It turns out our nervous system is much more than neurons
Comedian Will Rogers observed “It isn’t what we don’t know that gives us trouble, it’s what we know that ain’t so.”
What we know, or used to know, is:
- Our nervous system is made up exclusively of neurons and glia
- Immunity to disease derives only from our immune system, (e.g. many varieties of immune cells, antibodies, signaling proteins such as cytokines, tissues such as thymus, bone marrow and spleen that make immune cells, etc.)
- Our brain does all of our thinking and feeling for us.
We now know that all of these things ain’t so.
Recent research has shown that we must broaden our definition of the nervous system to include both our immune systems and the trillions of bacteria that inhabit our bodies inside and out.
Our immune system communicates directly with our nervous system, acting as a sensor in the same way that neuronal sensors communicate to the brain.
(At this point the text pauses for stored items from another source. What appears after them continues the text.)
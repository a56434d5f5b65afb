//! Three-way safety classification of a cell for one of our ships.

use crate::config::SafetyConfig;
use crate::game::{GameMap, GameState, Position, Ship};
use crate::strategy::context::TurnContext;

/// How risky it is for a ship to end the turn on a cell.
#[derive(Debug, Clone, Copy, PartialEq, Eq, PartialOrd, Ord, Hash)]
pub enum Safety {
    /// No opposing ship can contest the cell.
    Safe,
    /// A collision may happen, but it favours us.
    Acceptable,
    /// Entering is forbidden.
    Unsafe,
}

/// Classify `cell` for `ship`.
///
/// With `check_reserved`, cells already committed by our own fleet are
/// unsafe; target scoring leaves it off since those commitments only bind
/// for the next turn.
#[must_use]
pub fn classify(
    map: &GameMap,
    ctx: &TurnContext,
    config: &SafetyConfig,
    ship: &Ship,
    cell: Position,
    check_reserved: bool,
) -> Safety {
    let idx = map.index(cell);
    if check_reserved && ctx.reserved[idx] {
        return Safety::Unsafe;
    }
    if ctx.hostile_base_zone[idx] {
        return Safety::Unsafe;
    }
    match ctx.contest[idx] {
        Some(contest) if contest.enemy_on_cell || ctx.guard_enemy_reach => {
            if contest.favoured
                && capture_gain(contest.weakest_cargo, ship.halite, config.min_capture_gain)
            {
                Safety::Acceptable
            } else {
                Safety::Unsafe
            }
        }
        _ => Safety::Safe,
    }
}

/// Whether a collision transfers enough cargo our way to be worth it.
#[must_use]
pub fn capture_gain(enemy_cargo: u32, own_cargo: u32, min_gain: i64) -> bool {
    i64::from(enemy_cargo) - i64::from(own_cargo) > min_gain
}

/// Inverse-distance vote of nearby ships around `pos`.
///
/// Each ship within `radius` contributes `1 / (1 + d)` to its side. Returns
/// whether our side wins; `strict` decides ties against us.
#[must_use]
pub fn closer_fleet_vote(state: &GameState, pos: Position, radius: u32, strict: bool) -> bool {
    let mut friendly = 0.0;
    let mut enemy = 0.0;
    for ship in state.ships.values() {
        let d = state.map.distance(pos, ship.position);
        if d > radius {
            continue;
        }
        let weight = 1.0 / (1.0 + f64::from(d));
        if ship.owner == state.my_id {
            friendly += weight;
        } else {
            enemy += weight;
        }
    }
    if strict {
        friendly > enemy
    } else {
        friendly >= enemy
    }
}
Immune cells secrete cytokines, which act as a neurotransmitter, alerting our brains that all is not well. As a result Neuroscientists are coming to view the immune system as just another neuro-sensor alongside rods and cones in our eyes, hair cells in our inner ears, tactile receptors on skin, proprioceptors (position sensors) in our muscles and chemical sensors in our tongues and noses. For example, when our immune system attacks foreign invaders, it releases cytokines that communicate to the nervous system, inducing “sickness behaviors” (taking it easy) and even depression.
Conversely, our immune system receives commands from the brain to change its behavior. Neurotransmitters such as catecholamines, 5-hydroxytryptamine, acetylcholine, histamine and neuropeptides, have all been shown to alter immune response. Activation of the vagus nerve, which innervates the spleen, can slow down the production of cytokines that promote release of Tumor Necrosis Factor (TNF), a major contributor to autoimmune diseases such as rheumatoid arthritis. Doctors have already begun to relieve symptoms of this autoimmune disease by electrically stimulating the vagus nerve, which instructs the spleen to decrease TNF production.
And the link between brain activity and other diseases has been well established. Chromic depression, for example, suppresses the immune system leading to increased infections, cardiovascular disease and other maladies. Conversely, happy people are usually also healthy people who live longer lives, in part due to strong immune systems.